Bransoletkę poskładałam z 9 elementów z Romanovem. Perełki w środku, tak samo jak w kolczykach, mają 6mm średnicy; zapięcie na karabińczyk.
Naszyjnik (czy może krótka kolia) jest bardzo zbliżony formą do tego „leśnego”, który powstał w listopadzie ubiegłego roku. Bardzo go polubiłam za wizualną lekkość i to, że naprawdę dobrze się nosi, więc postanowiłam go powielić w innej kolorystyce :) Elementy z Romanovem (też 9, jak w bransoletce) oddzielone są od siebie bizantyjskimi połówkami i mniejszymi 4mm perełkami.
Komplet jest klasyczny, elegancki i nie przeładowany, ale mimo wszystko przyciąga uwagę. Myślę, że dobrze się spisze jako biżuteria ślubna… a później można go zakładać jeszcze na wiele różnych okazji – w całości lub osobno :-) Jest chyba na tyle uniwersalny, że pozwoli poczuć się wyjątkowo niezależnie od okoliczności :)

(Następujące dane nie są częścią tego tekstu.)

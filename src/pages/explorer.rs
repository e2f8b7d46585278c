use leptos::prelude::*;
use leptos::task::spawn_local;
use log::{debug, info, warn};
use web_sys::MouseEvent;

use crate::api::ApiClient;
use crate::components::force_graph::{ForceGraphCanvas, GraphHandle};
use crate::components::notice::{Notice, NoticeView};
use crate::components::papers_panel::{AuthorPapers, PapersPanel};
use crate::components::search_box::SearchBox;
use crate::config::{ApiConfig, GraphConfig, SearchConfig};
use crate::explorer::{
	ALL_KEY, CategoryFilter, ExplorerState, FocusOutcome, SearchResult, title_case,
};
use crate::requests::RequestSeq;

/// Co-authorship graph page: category filter, search, redraw and the papers
/// panel around one `ForceGraphCanvas`.
#[component]
pub fn GraphExplorer(config: GraphConfig) -> impl IntoView {
	let api = ApiClient::new(&ApiConfig::default());
	let api_store = StoredValue::new(api.clone());

	let state = RwSignal::new(ExplorerState::default());
	let papers = RwSignal::new(None::<AuthorPapers>);
	let papers_seq = RwSignal::new(RequestSeq::default());
	let busy = RwSignal::new(false);
	let menu_open = RwSignal::new(false);
	let notice = Notice::new();
	let graph = GraphHandle::new();
	let graph_data = Memo::new(move |_| state.with(ExplorerState::graph_data));

	let (limit, fit_delay, notice_for) = (
		config.stabilize_node_limit,
		config.fit_delay,
		config.notice_duration,
	);

	{
		let (api, url) = (api.clone(), config.dataset_url.clone());
		spawn_local(async move {
			match api.dataset(&url).await {
				Ok(dataset) => {
					info!(
						"network graph downloaded: {} nodes, {} edges",
						dataset.nodes.len(),
						dataset.edges.len()
					);
					state.update(|s| s.load(dataset));
				}
				Err(e) => warn!("failed to load {url}: {e}"),
			}
		});
	}
	{
		let excluded = config.excluded_categories.clone();
		spawn_local(async move {
			match api.categories().await {
				Ok(list) => {
					info!("{} categories", list.len());
					state.update(|s| s.set_categories(list, &excluded));
				}
				Err(e) => warn!("failed to load categories: {e}"),
			}
		});
	}

	let on_select = Callback::new(move |ids: Vec<String>| {
		let Some(author) = ids.first().cloned() else {
			papers_seq.update(RequestSeq::cancel);
			papers.set(None);
			return;
		};
		let Some(ticket) = papers_seq.try_update(RequestSeq::issue) else {
			return;
		};
		let api = api_store.get_value();
		spawn_local(async move {
			match api.author_papers(&ids).await {
				Ok(list) if papers_seq.with_untracked(|s| s.is_latest(ticket)) => {
					papers.set(Some(AuthorPapers {
						author,
						papers: list,
					}));
				}
				Ok(_) => debug!("dropping stale papers for {author}"),
				Err(e) => warn!("failed to load papers for {ids:?}: {e}"),
			}
		});
	});

	let focus_on = move |candidates: Vec<String>| match state
		.with_untracked(|s| s.resolve_focus(&candidates))
	{
		FocusOutcome::Found { focus, selected } => {
			debug!("focus {focus}, select {selected:?}");
			graph.focus(focus);
			graph.select(selected);
		}
		FocusOutcome::NotFound => notice.show("Author/s not found", notice_for),
	};
	let on_focus_missed = Callback::new(move |id: String| {
		debug!("{id} is filtered out of the view");
		notice.show("Author/s not found", notice_for);
	});
	let on_pick = Callback::new(move |result: SearchResult| focus_on(result.candidate_authors()));
	let on_submit = Callback::new(move |text: String| focus_on(vec![title_case(&text)]));

	let on_stabilized = Callback::new(move |_: ()| {
		busy.set(false);
		set_timeout(move || graph.fit(), fit_delay);
	});

	let on_redraw = move |_: MouseEvent| match state.with_untracked(|s| s.check_stabilize(limit)) {
		Ok(()) => {
			busy.set(true);
			graph.stabilize();
		}
		Err(refusal) => notice.show(refusal.message(), notice_for),
	};

	let choose = move |key: String, caption: String| {
		menu_open.set(false);
		state.update(|s| {
			s.apply_filter(CategoryFilter::from_key(&key), caption);
		});
	};

	view! {
		<div class="graph-page" class:dark=move || busy.get()>
			<nav class="toolbar">
				<h1>{config.title.clone()}</h1>
				<div class="dropdown">
					<button
						id="categories_button"
						class="btn dropdown-toggle"
						on:click=move |_| menu_open.update(|open| *open = !*open)
					>
						{move || state.with(|s| s.filter_caption().unwrap_or(ALL_KEY).to_owned())}
					</button>
					<div
						id="categories_dropdown"
						class="dropdown-menu"
						style:display=move || if menu_open.get() { "block" } else { "none" }
					>
						<a
							class="dropdown-item"
							href="#"
							on:click=move |ev: MouseEvent| {
								ev.prevent_default();
								choose(ALL_KEY.to_owned(), ALL_KEY.to_owned());
							}
						>
							{ALL_KEY}
						</a>
						{move || {
							state
								.with(|s| s.categories().to_vec())
								.into_iter()
								.map(|category| {
									let (key, caption) = (category.key, category.value);
									let label = caption.clone();
									view! {
										<a
											class="dropdown-item"
											href="#"
											on:click=move |ev: MouseEvent| {
												ev.prevent_default();
												choose(key.clone(), caption.clone());
											}
										>
											{label}
										</a>
									}
								})
								.collect_view()
						}}
					</div>
				</div>
				<SearchBox
					api=api_store.get_value()
					config=SearchConfig::default()
					on_pick=on_pick
					on_submit=on_submit
				/>
				<button id="redraw" class="btn" on:click=on_redraw>
					"Redraw"
				</button>
				<button id="reset_zoom" class="btn" on:click=move |_| graph.fit()>
					"Reset zoom"
				</button>
				<span class="node-count">{move || format!("{} authors", state.with(|s| s.visible_count()))}</span>
			</nav>
			<NoticeView notice=notice />
			<div class="spinner" style:display=move || if busy.get() { "block" } else { "none" }>
				"Stabilizing..."
			</div>
			<div class="loading" style:display=move || if state.with(ExplorerState::is_loaded) { "none" } else { "block" }>
				"Loading network..."
			</div>
			<div id="mynetwork" class="graph-container">
				<ForceGraphCanvas
					data=graph_data
					style=config.style.clone()
					physics=config.physics.clone()
					handle=graph
					on_select=on_select
					on_stabilized=on_stabilized
					on_focus_missed=on_focus_missed
				/>
			</div>
			<PapersPanel title=config.panel_title.clone() papers=papers />
		</div>
	}
}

Materiały: metalowe ogniwka w kolorze ciemnego srebra (AR około 3.15 i 4.5), szklane perły 6mm i 4mm, perły seashell (krople 14x10mm), metalowe elementy wykończeniowe.
Komplet jest bardzo wygodny w noszeniu i dobrze leży, nic się nie przekręca, a na nadgarstku czuć przyjemny ciężar :) Kolczyki razem z biglami mają długość 6 cm i ważą 6 gramów (jeden), bransoletka z kolei ma 16 cm długości i waży 23 gramy, a naszyjnik 44 cm długości, waga 37 gramów.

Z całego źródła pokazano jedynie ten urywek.